A California woman filed a lawsuit against the Alameda County Sheriff’s Department and several deputies who beat her as she awaited a CT scan in the emergency room in San Leandro, California. The lawsuit was filed on Feb. 1.
According to the lawsuit, Malia Ashad was in attendance at a court hearing at the Alameda County Superior Court on Aug. 9, 2022, when a woman Ashad had a restraining order against attacked her and “repeatedly hit Ashad in the head and face with a cellphone” and her fist. Ashad grabbed the woman’s hair in an attempt to defend herself and stop the assault before sheriff’s deputies intervened.
Ashad was initially relieved that two deputies, Ryan Connolly and Collin Lenahan, stepped in to “rescue” her, but they handcuffed her instead and caused her to hit her head on a table and “temporarily lose consciousness” as she “lay lifeless on the floor, bleeding from her head and wrists,” he complaint reads.
One of her attorneys, Angel Alexander, told the Sacramento Bee that Ashad’s “relief quickly turned into confusion and panic” when she was treated as an assailant instead of the victim. One of the deputies is heard yelling on his bodycam video, “I swear to f—king God” as he detained Ashad.
“During their initial contact with Ms. Ashad, Sheriff’s Deputies hit her twice in the head
causing Ms.
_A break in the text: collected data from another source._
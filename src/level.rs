//! Level calculation module.
//!
//! `LevelCalculator` turns a skill, spell or weapon into the number a
//! player rolls against. For a skill the stages are:
//!
//! ```text
//! attribute → points through the difficulty table (or best default) → bonuses → floor
//! ```
//!
//! A level below zero at any stage collapses to the [`UNTRAINED`] sentinel
//! and the remaining stages are skipped. Results are produced fresh on each
//! call; nothing is cached between edits.

use crate::character::CharacterContext;
use crate::error::Diagnostic;
use crate::feature::{FeatureKind, MatchCandidate};
use crate::graph::LevelGraph;
use crate::index::{BonusLookup, Contribution};
use crate::settings::SheetSettings;
use crate::traits::{
    DefaultTarget, SkillData, SkillDefault, SkillDifficulty, SpellData, Trait, TraitCategory, TraitKind,
    TraitPath, WeaponData,
};
use serde::{Deserialize, Serialize};
use std::collections::{BTreeMap, HashMap, HashSet};
use tracing::{debug, warn};

/// Sentinel level for "untrained / not computable". Display only; never
/// feed it into arithmetic.
pub const UNTRAINED: i32 = -1;

/// The skill ritual magic spells are based on.
pub const RITUAL_MAGIC_SKILL: &str = "Ritual Magic";

/// Format a number with an explicit sign: `+0`, `+2`, `-1`.
pub fn format_with_forced_sign(value: i32) -> String {
    format!("{value:+}")
}

/// Text for a level field, `12/+2`, or `-` for the sentinel.
///
/// # Examples
///
/// ```rust
/// use gurps_bonus::level::format_level;
///
/// assert_eq!(format_level(12, 2), "12/+2");
/// assert_eq!(format_level(10, 0), "10/+0");
/// assert_eq!(format_level(9, -1), "9/-1");
/// assert_eq!(format_level(-1, 0), "-");
/// ```
pub fn format_level(level: i32, relative_level: i32) -> String {
    if level < 0 {
        return String::from("-");
    }
    format!("{level}/{}", format_with_forced_sign(relative_level))
}
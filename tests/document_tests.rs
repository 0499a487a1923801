//! Tests for loading and saving documents.
//!
//! These tests verify:
//! - Every feature variant survives save and load, minimal and fully populated
//! - Unknown feature tags and unknown fields are written back
//! - A second save is byte-identical to the first
//! - Characters reload with their index rebuilt

use gurps_bonus::document::{self, load_character, load_feature, load_traits, save_character, save_feature, save_traits};
use gurps_bonus::*;

fn assert_stable(feature: &Feature) {
    let first = save_feature(feature).unwrap();
    let loaded = load_feature(&first).unwrap();
    assert_eq!(&loaded, feature);
    let second = save_feature(&loaded).unwrap();
    assert_eq!(first, second);
}

fn full_skill_bonus() -> SkillBonus {
    let mut bonus = SkillBonus::named("Guns", 1.0);
    bonus.specialization_mut().set_compare(StringCompareType::StartsWith);
    bonus.specialization_mut().set_qualifier("Pis");
    bonus.category_mut().set_compare(StringCompareType::Contains);
    bonus.category_mut().set_qualifier("Combat");
    bonus.set_amount(LeveledAmount::per_level(0.5));
    bonus
}

// ============================================================================
// Feature variants
// ============================================================================

#[test]
fn test_minimal_variants_round_trip() {
    let minimal: Vec<Feature> = vec![
        SkillBonus::default().into(),
        SpellBonus::default().into(),
        WeaponBonus::default().into(),
        AttributeBonus::new(Attribute::Will, LeveledAmount::default()).into(),
        SkillPointBonus::default().into(),
    ];
    for feature in &minimal {
        assert_stable(feature);
    }
}

#[test]
fn test_populated_variants_round_trip() {
    let mut weapon = WeaponBonus::named("sword", 2.0);
    weapon.name_mut().set_compare(StringCompareType::EndsWith);
    weapon.level_mut().set_compare(NumericCompareType::AtMost);
    weapon.level_mut().set_qualifier(14);

    let mut spell = SpellBonus::new(SpellMatchType::PowerSourceName, "Divine", LeveledAmount::per_level(1.0));
    spell.category_mut().set_compare(StringCompareType::DoesNotContain);
    spell.category_mut().set_qualifier("Evil");

    let mut points = SkillPointBonus::named("Karate", 4.0);
    points.specialization_mut().set_compare(StringCompareType::IsNot);
    points.specialization_mut().set_qualifier("Sport");

    let populated: Vec<Feature> = vec![
        full_skill_bonus().into(),
        weapon.into(),
        spell.into(),
        AttributeBonus::new(Attribute::Per, LeveledAmount::per_level(-1.0)).into(),
        points.into(),
    ];
    for feature in &populated {
        assert_stable(feature);
    }
}

#[test]
fn test_stable_tag_names() {
    let saved = save_feature(&WeaponBonus::named("Broadsword", 1.0).into()).unwrap();
    assert!(saved.contains("\"weapon_bonus\""));
    assert!(saved.contains("\"name\""));
    assert!(saved.contains("\"level\""));
    assert!(saved.contains("\"amount\""));
    assert!(saved.contains("\"per_level\""));
}

// ============================================================================
// Unknown data
// ============================================================================

#[test]
fn test_unknown_tag_preserved() {
    let json = r#"{ "reaction_bonus": { "amount": 2, "situation": "from royalty" } }"#;
    let feature = load_feature(json).unwrap();
    let Feature::Unrecognized(unknown) = &feature else {
        panic!("expected an unrecognized feature");
    };
    assert_eq!(unknown.tag, "reaction_bonus");
    assert!(feature.match_key().is_none());

    let saved = save_feature(&feature).unwrap();
    assert!(saved.contains("from royalty"));
    assert_stable(&feature);
}

#[test]
fn test_unknown_fields_preserved() {
    let json = r#"{
        "skill_bonus": {
            "name": { "compare": "is", "qualifier": "Karate" },
            "amount": 2.0,
            "limitation": "unarmed only"
        }
    }"#;
    let feature = load_feature(json).unwrap();
    assert_eq!(feature.match_key().unwrap().as_str(), "skill/Karate");

    let saved = save_feature(&feature).unwrap();
    assert!(saved.contains("\"limitation\": \"unarmed only\""));
    assert_stable(&feature);
}

#[test]
fn test_unknown_compare_token_saved_back() {
    let json = r#"{ "spell_bonus": { "match_type": "spell_name", "name": { "compare": "rhymes_with", "qualifier": "ball" } } }"#;
    let feature = load_feature(json).unwrap();
    assert_eq!(feature.match_key().unwrap().as_str(), "spell/*");
    assert!(save_feature(&feature).unwrap().contains("rhymes_with"));
    assert_stable(&feature);
}

// ============================================================================
// Traits and characters
// ============================================================================

fn sample_traits() -> Vec<Trait> {
    vec![
        Trait::container("Martial Arts")
            .with_child(
                Trait::skill("Karate", Attribute::Dx, SkillDifficulty::Hard)
                    .with_points(4)
                    .with_categories("Combat, Melee"),
            )
            .with_child(Trait::advantage("Karate Master").with_feature(SkillBonus::named("Karate", 2.0))),
        Trait::ritual_magic_spell("Fireball", "Fire", SkillDifficulty::Hard, 2).with_points(1),
        Trait::weapon("Broadsword", "sw+1").with_default(SkillDefault::skill("Broadsword", "", 0)),
        Trait::advantage("Talent").with_levels(2).with_feature(full_skill_bonus()),
    ]
}

#[test]
fn test_traits_round_trip() {
    let traits = sample_traits();
    let first = save_traits(&traits).unwrap();
    let loaded = load_traits(&first).unwrap();
    assert_eq!(loaded, traits);
    assert_eq!(save_traits(&loaded).unwrap(), first);
}

#[test]
fn test_character_round_trip() {
    let mut character = Character::new("Mai");
    character.set_attribute(Attribute::Dx, 13);
    character.set_settings(SheetSettings {
        nameable_marker: '%',
        ..SheetSettings::default()
    });
    for t in sample_traits() {
        character.add_trait(t);
    }

    let first = save_character(&character).unwrap();
    let loaded = load_character(&first).unwrap();
    assert_eq!(loaded.name(), "Mai");
    assert_eq!(loaded.base_attribute(Attribute::Dx), 13);
    assert_eq!(loaded.settings().nameable_marker, '%');
    assert_eq!(loaded.index().len(), character.index().len());
    assert_eq!(save_character(&loaded).unwrap(), first);

    let karate = loaded.trait_at(&TraitPath(vec![0, 0])).unwrap();
    assert_eq!(loaded.level_calculator().skill_level(karate).level, 15);
}

#[test]
fn test_character_defaults_when_fields_missing() {
    let character = load_character("{}").unwrap();
    assert_eq!(character.name(), "");
    assert!(character.traits().is_empty());
    assert_eq!(character.settings(), &SheetSettings::default());
}

#[test]
fn test_malformed_json_is_an_error() {
    assert!(matches!(load_traits("[{"), Err(DocumentError::Json(_))));
    assert!(matches!(
        load_traits(r#"[{ "name": "X", "kind": "advantage", "features": [ [] ] }]"#),
        Err(DocumentError::Json(_))
    ));
    assert!(document::load_character(r#"{ "attributes": { "luck": 3 } }"#).is_err());
}
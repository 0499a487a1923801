//! Character attributes skills and bonuses refer to.

use serde::{Deserialize, Serialize};
use std::fmt;
use std::str::FromStr;

/// A primary or secondary attribute.
#[derive(Debug, Clone, Copy, Hash, PartialEq, Eq, PartialOrd, Ord, Serialize, Deserialize)]
#[serde(rename_all = "lowercase")]
pub enum Attribute {
    /// Strength.
    St,
    /// Dexterity.
    Dx,
    /// Intelligence.
    Iq,
    /// Health.
    Ht,
    /// Will.
    Will,
    /// Perception.
    Per,
}

impl Attribute {
    /// Every attribute, in sheet order.
    pub const ALL: [Attribute; 6] = [
        Attribute::St,
        Attribute::Dx,
        Attribute::Iq,
        Attribute::Ht,
        Attribute::Will,
        Attribute::Per,
    ];

    /// The short name shown on a sheet.
    pub fn abbreviation(self) -> &'static str {
        match self {
            Attribute::St => "ST",
            Attribute::Dx => "DX",
            Attribute::Iq => "IQ",
            Attribute::Ht => "HT",
            Attribute::Will => "Will",
            Attribute::Per => "Per",
        }
    }
}

impl fmt::Display for Attribute {
    fn fmt(&self, f: &mut fmt::Formatter<'_>) -> fmt::Result {
        f.write_str(self.abbreviation())
    }
}

/// Error returned when a string names no attribute.
#[derive(Debug, Clone, PartialEq, Eq, thiserror::Error)]
#[error("Unknown attribute: {0}")]
pub struct UnknownAttribute(pub String);

impl FromStr for Attribute {
    type Err = UnknownAttribute;

    fn from_str(s: &str) -> Result<Self, Self::Err> {
        Attribute::ALL
            .into_iter()
            .find(|attr| attr.abbreviation().eq_ignore_ascii_case(s))
            .ok_or_else(|| UnknownAttribute(s.to_string()))
    }
}
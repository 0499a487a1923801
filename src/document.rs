//! Document module.
//!
//! The load/save boundary. Documents are JSON. A feature is written as a
//! single-entry object keyed by its tag:
//!
//! ```json
//! { "skill_bonus": { "name": { "compare": "is", "qualifier": "Karate" }, "amount": 2.0 } }
//! ```
//!
//! Tags are dispatched through one table. A tag that is not in the table
//! loads as [`Feature::Unrecognized`] and is written back unchanged, as are
//! unknown fields inside known features. Saving what was loaded and loading
//! it again gives a byte-identical second save.

use crate::attribute::Attribute;
use crate::character::Character;
use crate::error::DocumentError;
use crate::feature::{Feature, UnrecognizedFeature};
use crate::settings::SheetSettings;
use crate::traits::Trait;
use serde::de::Error as _;
use serde::ser::{Error as _, SerializeMap};
use serde::{Deserialize, Deserializer, Serialize, Serializer};
use serde_json::Value;
use std::collections::BTreeMap;
use tracing::{debug, warn};

/// Tag of [`Feature::SkillBonus`].
pub const SKILL_BONUS: &str = "skill_bonus";
/// Tag of [`Feature::SpellBonus`].
pub const SPELL_BONUS: &str = "spell_bonus";
/// Tag of [`Feature::WeaponBonus`].
pub const WEAPON_BONUS: &str = "weapon_bonus";
/// Tag of [`Feature::AttributeBonus`].
pub const ATTRIBUTE_BONUS: &str = "attribute_bonus";
/// Tag of [`Feature::SkillPointBonus`].
pub const SKILL_POINT_BONUS: &str = "skill_point_bonus";

/// Every tag this build reads and writes.
pub const FEATURE_TAGS: [&str; 5] = [SKILL_BONUS, SPELL_BONUS, WEAPON_BONUS, ATTRIBUTE_BONUS, SKILL_POINT_BONUS];

/// The stable tag a feature is saved under.
pub fn feature_tag(feature: &Feature) -> &str {
    match feature {
        Feature::SkillBonus(_) => SKILL_BONUS,
        Feature::SpellBonus(_) => SPELL_BONUS,
        Feature::WeaponBonus(_) => WEAPON_BONUS,
        Feature::AttributeBonus(_) => ATTRIBUTE_BONUS,
        Feature::SkillPointBonus(_) => SKILL_POINT_BONUS,
        Feature::Unrecognized(unknown) => unknown.tag.as_str(),
    }
}

fn feature_from_entry(tag: String, body: Value) -> Result<Feature, DocumentError> {
    let feature = match tag.as_str() {
        SKILL_BONUS => Feature::SkillBonus(serde_json::from_value(body)?),
        SPELL_BONUS => Feature::SpellBonus(serde_json::from_value(body)?),
        WEAPON_BONUS => Feature::WeaponBonus(serde_json::from_value(body)?),
        ATTRIBUTE_BONUS => Feature::AttributeBonus(serde_json::from_value(body)?),
        SKILL_POINT_BONUS => Feature::SkillPointBonus(serde_json::from_value(body)?),
        _ => {
            warn!(tag = %tag, "keeping unrecognized feature");
            Feature::Unrecognized(UnrecognizedFeature { tag, body })
        }
    };
    Ok(feature)
}

/// Build a feature from its single-entry JSON object.
pub fn feature_from_value(value: Value) -> Result<Feature, DocumentError> {
    match value {
        Value::Object(map) if map.len() == 1 => match map.into_iter().next() {
            Some((tag, body)) => feature_from_entry(tag, body),
            None => Err(DocumentError::FeatureShape(String::from("{}"))),
        },
        other => Err(DocumentError::FeatureShape(other.to_string())),
    }
}

impl Serialize for Feature {
    fn serialize<S>(&self, serializer: S) -> Result<S::Ok, S::Error>
    where
        S: Serializer,
    {
        let mut map = serializer.serialize_map(Some(1))?;
        let tag = feature_tag(self);
        match self {
            Feature::SkillBonus(b) => map.serialize_entry(tag, b)?,
            Feature::SpellBonus(b) => map.serialize_entry(tag, b)?,
            Feature::WeaponBonus(b) => map.serialize_entry(tag, b)?,
            Feature::AttributeBonus(b) => map.serialize_entry(tag, b)?,
            Feature::SkillPointBonus(b) => map.serialize_entry(tag, b)?,
            Feature::Unrecognized(unknown) => {
                if unknown.tag.is_empty() {
                    return Err(S::Error::custom("feature tag must not be empty"));
                }
                map.serialize_entry(tag, &unknown.body)?
            }
        }
        map.end()
    }
}

impl<'de> Deserialize<'de> for Feature {
    fn deserialize<D>(deserializer: D) -> Result<Self, D::Error>
    where
        D: Deserializer<'de>,
    {
        let value = Value::deserialize(deserializer)?;
        feature_from_value(value).map_err(D::Error::custom)
    }
}

/// Load one feature.
///
/// # Examples
///
/// ```rust
/// use gurps_bonus::document;
/// use gurps_bonus::feature::Feature;
///
/// let feature = document::load_feature(r#"{ "skill_bonus": { "name": { "compare": "is", "qualifier": "Karate" }, "amount": 2 } }"#).unwrap();
/// assert_eq!(feature.match_key().unwrap().as_str(), "skill/Karate");
///
/// let unknown = document::load_feature(r#"{ "reaction_bonus": { "amount": 1 } }"#).unwrap();
/// assert!(matches!(unknown, Feature::Unrecognized(_)));
/// ```
pub fn load_feature(json: &str) -> Result<Feature, DocumentError> {
    let value: Value = serde_json::from_str(json)?;
    feature_from_value(value)
}

/// Save one feature as a single-entry tag object.
pub fn save_feature(feature: &Feature) -> Result<String, DocumentError> {
    Ok(serde_json::to_string_pretty(feature)?)
}

/// Load a trait list.
pub fn load_traits(json: &str) -> Result<Vec<Trait>, DocumentError> {
    let traits: Vec<Trait> = serde_json::from_str(json)?;
    debug!(traits = traits.len(), "loaded traits");
    Ok(traits)
}

/// Save a trait list as pretty-printed JSON.
pub fn save_traits(traits: &[Trait]) -> Result<String, DocumentError> {
    Ok(serde_json::to_string_pretty(traits)?)
}

#[derive(Serialize)]
struct CharacterOut<'a> {
    name: &'a str,
    attributes: &'a BTreeMap<Attribute, i32>,
    settings: &'a SheetSettings,
    traits: &'a [Trait],
}

#[derive(Deserialize)]
struct CharacterIn {
    #[serde(default)]
    name: String,
    #[serde(default)]
    attributes: BTreeMap<Attribute, i32>,
    #[serde(default)]
    settings: SheetSettings,
    #[serde(default)]
    traits: Vec<Trait>,
}

/// Load a character and build its bonus index.
///
/// # Examples
///
/// ```rust
/// use gurps_bonus::{document, Attribute};
///
/// let json = r#"{
///     "name": "Mai",
///     "attributes": { "dx": 12 },
///     "traits": [
///         { "name": "Karate", "points": 4, "kind": { "skill": { "attribute": "dx", "difficulty": "h" } } }
///     ]
/// }"#;
/// let character = document::load_character(json).unwrap();
/// assert_eq!(character.attribute(Attribute::Dx), 12);
///
/// let karate = &character.traits()[0];
/// assert_eq!(character.level_calculator().skill_level(karate).level, 12);
/// ```
pub fn load_character(json: &str) -> Result<Character, DocumentError> {
    let data: CharacterIn = serde_json::from_str(json)?;
    let character = Character::from_parts(data.name, data.attributes, data.settings, data.traits);
    debug!(
        character = %character.name(),
        traits = character.traits().len(),
        diagnostics = character.index().diagnostics().len(),
        "loaded character"
    );
    Ok(character)
}

/// Save a character; its index is not written and is rebuilt on load.
pub fn save_character(character: &Character) -> Result<String, DocumentError> {
    let out = CharacterOut {
        name: &character.name,
        attributes: &character.attributes,
        settings: &character.settings,
        traits: &character.traits,
    };
    Ok(serde_json::to_string_pretty(&out)?)
}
Ashad to fall and strike her head on a table, seize and temporarily lose consciousness,” her attorneys wrote.
Deputy Matthew Simon reportedly made no attempt to help Ashad and performed a pat down search as she lay bleeding on the floor, she says. The claim further alleges that another deputy, Sgt. Ruth Jones, later told Ashad she was under arrest for assault despite the woman who attacked Ashad admitting that she beat her. However, after the paramedics arrived on the scene, they said Ashad needed to go to the ER.
Ashad was taken to the emergency room at the Kaiser Permanente San Leandro Medical Center, and the on-staff ER physician determined that she needed a CT scan to rule out brain damage. However, Jones, who is named in the lawsuit, objected and overruled the physician and “ordered Ms. Ashad to be removed from the hospital” without a CT scan being taken, the attorneys state.
“You’re not taking her to CT,” said Jones. “We just need her cleared for incarceration.”
Ashad was shackled to the bed and began to protest after being told she needed a CT scan but would not be treated. Deputy Robinderpal Hayer then grabbed Ashad “by the throat and viciously” pinned her to the hospital bed while Lenahan “savagely punched” her in the head, “causing her to lose consciousness once again,” Ashad says.
After Ashad regained consciousness, Lenahan punched her again “in an apparent fit of rage” as she tried to remove her legs from his grip while she was put into a wheelchair. The hit knocked over the wheelchair and sent Ashad onto the floor, where her head was hit again. One of the deputies is heard on his bodycam screaming, “Don’t you dare!”
Lenahan put his foot on her back despite her losing consciousness again, and she was transported to the Santa Rita Jail.
“Instead of working to ensure she got the medical care she deserved and was entitled to, the male deputies attacked Ms. Ashad again by punching her in the head, grabbing her by the throat and slamming her onto the hospital bed, causing her to lose consciousness a second time,” reads the lawsuit. ” At the end of the ordeal, Ms. Ashad was left in debilitating head and body pain with lacerations on her wrists, and a boot imprint on her back! Perhaps, most significantly: she was taken to jail without receiving a CT scan.”
Ryan Connolly, Collin Lenahan, Robinderpal Hayer, Ruth Jones and Matthew Simon, are all named in the lawsuit with the Alameda Sheriff’s Department.
“The level of callousness, brutality and arrogance these deputies displayed is stunning even by their standards,” said Alexander.
“These roguish, thuggish deputies choke-slammed Ashad while she was handcuffed in a hospital bed,” said another attorney, Adante Pointer to KTVU FOX 2 San Francisco. “We will not rest until Ms. Ashad receives the justice.”
The Alameda County Sheriff’s Office released a statement claiming that the video does not depict the entire story.
“The released clips are a limited and skewed depiction of the incident and do not represent the totality of what occurred. Beyond stating that the complainant received appropriate medical treatment during that incident, the Alameda County Sheriff’s Office must reserve further comment on a lawsuit for which we have not received service.”